1~3のランダムでステータスが上がり、期待値が2であることを考えれば、5レベル分のボーナスをもらったことになる。
それだけじゃない。1レベル上げるごとにもらえるスキルポイント。これが20ptもあった。
強力なスキルも取り放題だ。
……これで俺はまた、最強を目指せる。
ふと、部屋の中心にある噴水を見る。
俺の顔は三十六になった見慣れた中年の顔。
だが、活力に満ちていた。言うならば、見た目がそのままで若返った気がする。
この年で、レベル1からやり直す。
本来なら、絶望的だろう。レベルを上限にあげるまでに迎えがくる。
なにもできやしない。
……だが、それは普通の冒険者の話だ。
俺の積み上げた経験があれば、最強に届くことができる。
伊達に何十年も冒険者をしていない。
それに……。
「認めよう。俺は、二周目の人生を送っていた」
女神の件で確信した。
どうやら、俺はゲームに似た世界に転生し、それを忘れたまま冒険者として暮らしていたらしい。
だが、それが幸運だと思える。
なにせ、前世の記憶なんてものが初めからあったら、過酷なこの世界に適応できなかった。魔物を切り殺すことも、まずい飯に耐えることもできず、この世界の文化に拒絶を起こしていたかもしれない。

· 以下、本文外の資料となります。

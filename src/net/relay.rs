//! Relay broker: registered endpoints and two-party links

use dashmap::DashMap;
use tokio::sync::mpsc;
use tracing::{debug, info};

use super::protocol::RelayFrame;

/// Relay failures reported back to the requesting endpoint
#[derive(Debug, Clone, PartialEq, Eq, thiserror::Error)]
pub enum RelayError {
    #[error("id {0} is already taken")]
    IdTaken(String),

    #[error("peer {0} is unavailable")]
    PeerUnavailable(String),

    #[error("peer {0} is busy")]
    PeerBusy(String),

    #[error("already linked")]
    AlreadyLinked,
}

struct RelayEndpoint {
    tx: mpsc::UnboundedSender<RelayFrame>,
    peer: Option<String>,
}

/// Registry of connected endpoints
pub struct RelayRegistry {
    endpoints: DashMap<String, RelayEndpoint>,
}

impl RelayRegistry {
    pub fn new() -> Self {
        Self {
            endpoints: DashMap::new(),
        }
    }

    pub fn register(
        &self,
        id: &str,
        tx: mpsc::UnboundedSender<RelayFrame>,
    ) -> Result<(), RelayError> {
        match self.endpoints.entry(id.to_string()) {
            dashmap::mapref::entry::Entry::Occupied(_) => Err(RelayError::IdTaken(id.to_string())),
            dashmap::mapref::entry::Entry::Vacant(slot) => {
                slot.insert(RelayEndpoint { tx, peer: None });
                info!(id, "Relay endpoint registered");
                Ok(())
            }
        }
    }

    /// Link `from` with `to` and notify both ends
    pub fn link(&self, from: &str, to: &str) -> Result<(), RelayError> {
        if from == to {
            return Err(RelayError::PeerUnavailable(to.to_string()));
        }
        if self.peer_of(from).is_some() {
            return Err(RelayError::AlreadyLinked);
        }

        {
            let mut target = self
                .endpoints
                .get_mut(to)
                .ok_or_else(|| RelayError::PeerUnavailable(to.to_string()))?;
            if target.peer.is_some() {
                return Err(RelayError::PeerBusy(to.to_string()));
            }
            target.peer = Some(from.to_string());
            let _ = target.tx.send(RelayFrame::Connected {
                peer: from.to_string(),
            });
        }

        match self.endpoints.get_mut(from) {
            Some(mut source) => {
                source.peer = Some(to.to_string());
                let _ = source.tx.send(RelayFrame::Connected {
                    peer: to.to_string(),
                });
            }
            None => {
                // Source vanished mid-link; undo the target side
                if let Some(mut target) = self.endpoints.get_mut(to) {
                    target.peer = None;
                }
                return Err(RelayError::PeerUnavailable(from.to_string()));
            }
        }

        info!(from, to, "Relay link established");
        Ok(())
    }

    pub fn peer_of(&self, id: &str) -> Option<String> {
        self.endpoints.get(id).and_then(|e| e.peer.clone())
    }

    /// Forward a payload to the peer linked with `from`
    pub fn forward(&self, from: &str, payload: serde_json::Value) -> bool {
        let Some(peer) = self.peer_of(from) else {
            return false;
        };
        match self.endpoints.get(&peer) {
            Some(endpoint) => endpoint.tx.send(RelayFrame::Data { payload }).is_ok(),
            None => false,
        }
    }

    /// Remove an endpoint and tell its peer
    pub fn unregister(&self, id: &str) {
        let Some((_, endpoint)) = self.endpoints.remove(id) else {
            return;
        };
        if let Some(peer) = endpoint.peer {
            if let Some(mut other) = self.endpoints.get_mut(&peer) {
                other.peer = None;
                let _ = other.tx.send(RelayFrame::Closed);
            }
            debug!(id, peer = %peer, "Relay link closed");
        }
        info!(id, "Relay endpoint unregistered");
    }

    pub fn len(&self) -> usize {
        self.endpoints.len()
    }

    pub fn is_empty(&self) -> bool {
        self.endpoints.is_empty()
    }

    /// Number of live two-party links
    pub fn active_links(&self) -> usize {
        self.endpoints.iter().filter(|e| e.peer.is_some()).count() / 2
    }
}

impl Default for RelayRegistry {
    fn default() -> Self {
        Self::new()
    }
}

#[cfg(test)]
mod tests {
    use super::*;
    use serde_json::json;

    fn endpoint(
        registry: &RelayRegistry,
        id: &str,
    ) -> mpsc::UnboundedReceiver<RelayFrame> {
        let (tx, rx) = mpsc::unbounded_channel();
        registry.register(id, tx).unwrap();
        rx
    }

    #[test]
    fn link_forward_unregister() {
        let registry = RelayRegistry::new();
        let mut host = endpoint(&registry, "HOST");
        let mut client = endpoint(&registry, "CLNT");

        registry.link("CLNT", "HOST").unwrap();
        assert_eq!(
            host.try_recv().unwrap(),
            RelayFrame::Connected {
                peer: "CLNT".into()
            }
        );
        assert_eq!(
            client.try_recv().unwrap(),
            RelayFrame::Connected {
                peer: "HOST".into()
            }
        );
        assert_eq!(registry.active_links(), 1);

        assert!(registry.forward("HOST", json!({"type": "START"})));
        assert_eq!(
            client.try_recv().unwrap(),
            RelayFrame::Data {
                payload: json!({"type": "START"})
            }
        );

        registry.unregister("HOST");
        assert_eq!(client.try_recv().unwrap(), RelayFrame::Closed);
        assert_eq!(registry.peer_of("CLNT"), None);
        assert_eq!(registry.len(), 1);
    }

    #[test]
    fn duplicate_and_busy_are_rejected() {
        let registry = RelayRegistry::new();
        let _host = endpoint(&registry, "HOST");
        let (tx, _rx) = mpsc::unbounded_channel();
        assert_eq!(
            registry.register("HOST", tx),
            Err(RelayError::IdTaken("HOST".into()))
        );

        let _a = endpoint(&registry, "AAAA");
        let _b = endpoint(&registry, "BBBB");
        registry.link("AAAA", "HOST").unwrap();
        assert_eq!(
            registry.link("BBBB", "HOST"),
            Err(RelayError::PeerBusy("HOST".into()))
        );
        assert_eq!(
            registry.link("BBBB", "NOPE"),
            Err(RelayError::PeerUnavailable("NOPE".into()))
        );
    }

    #[test]
    fn unlinked_forward_is_dropped() {
        let registry = RelayRegistry::new();
        let _a = endpoint(&registry, "AAAA");
        assert!(!registry.forward("AAAA", json!({"type": "START"})));
    }
}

笑ってしまうことに前世の俺も誰よりも頑張って報われなかったようだ。
だけど、これからは違う。
前世の頑張って報われなかった俺の知識、そしてこの世界で頑張り続けた俺の経験。
その二つが合わされば、ここからでも取り戻せる。
さあ、第三の人生を始めるとしよう。
そろそろ俺は報われてもいいころだ。
「そのまえに、この子をなんとかしないとな」
気絶してしまった獣耳の女の子にマントをかぶせる。
これから最強になるために、やらないといけないことは山ほどあるが、この子を見捨てるわけにはいかないだろう。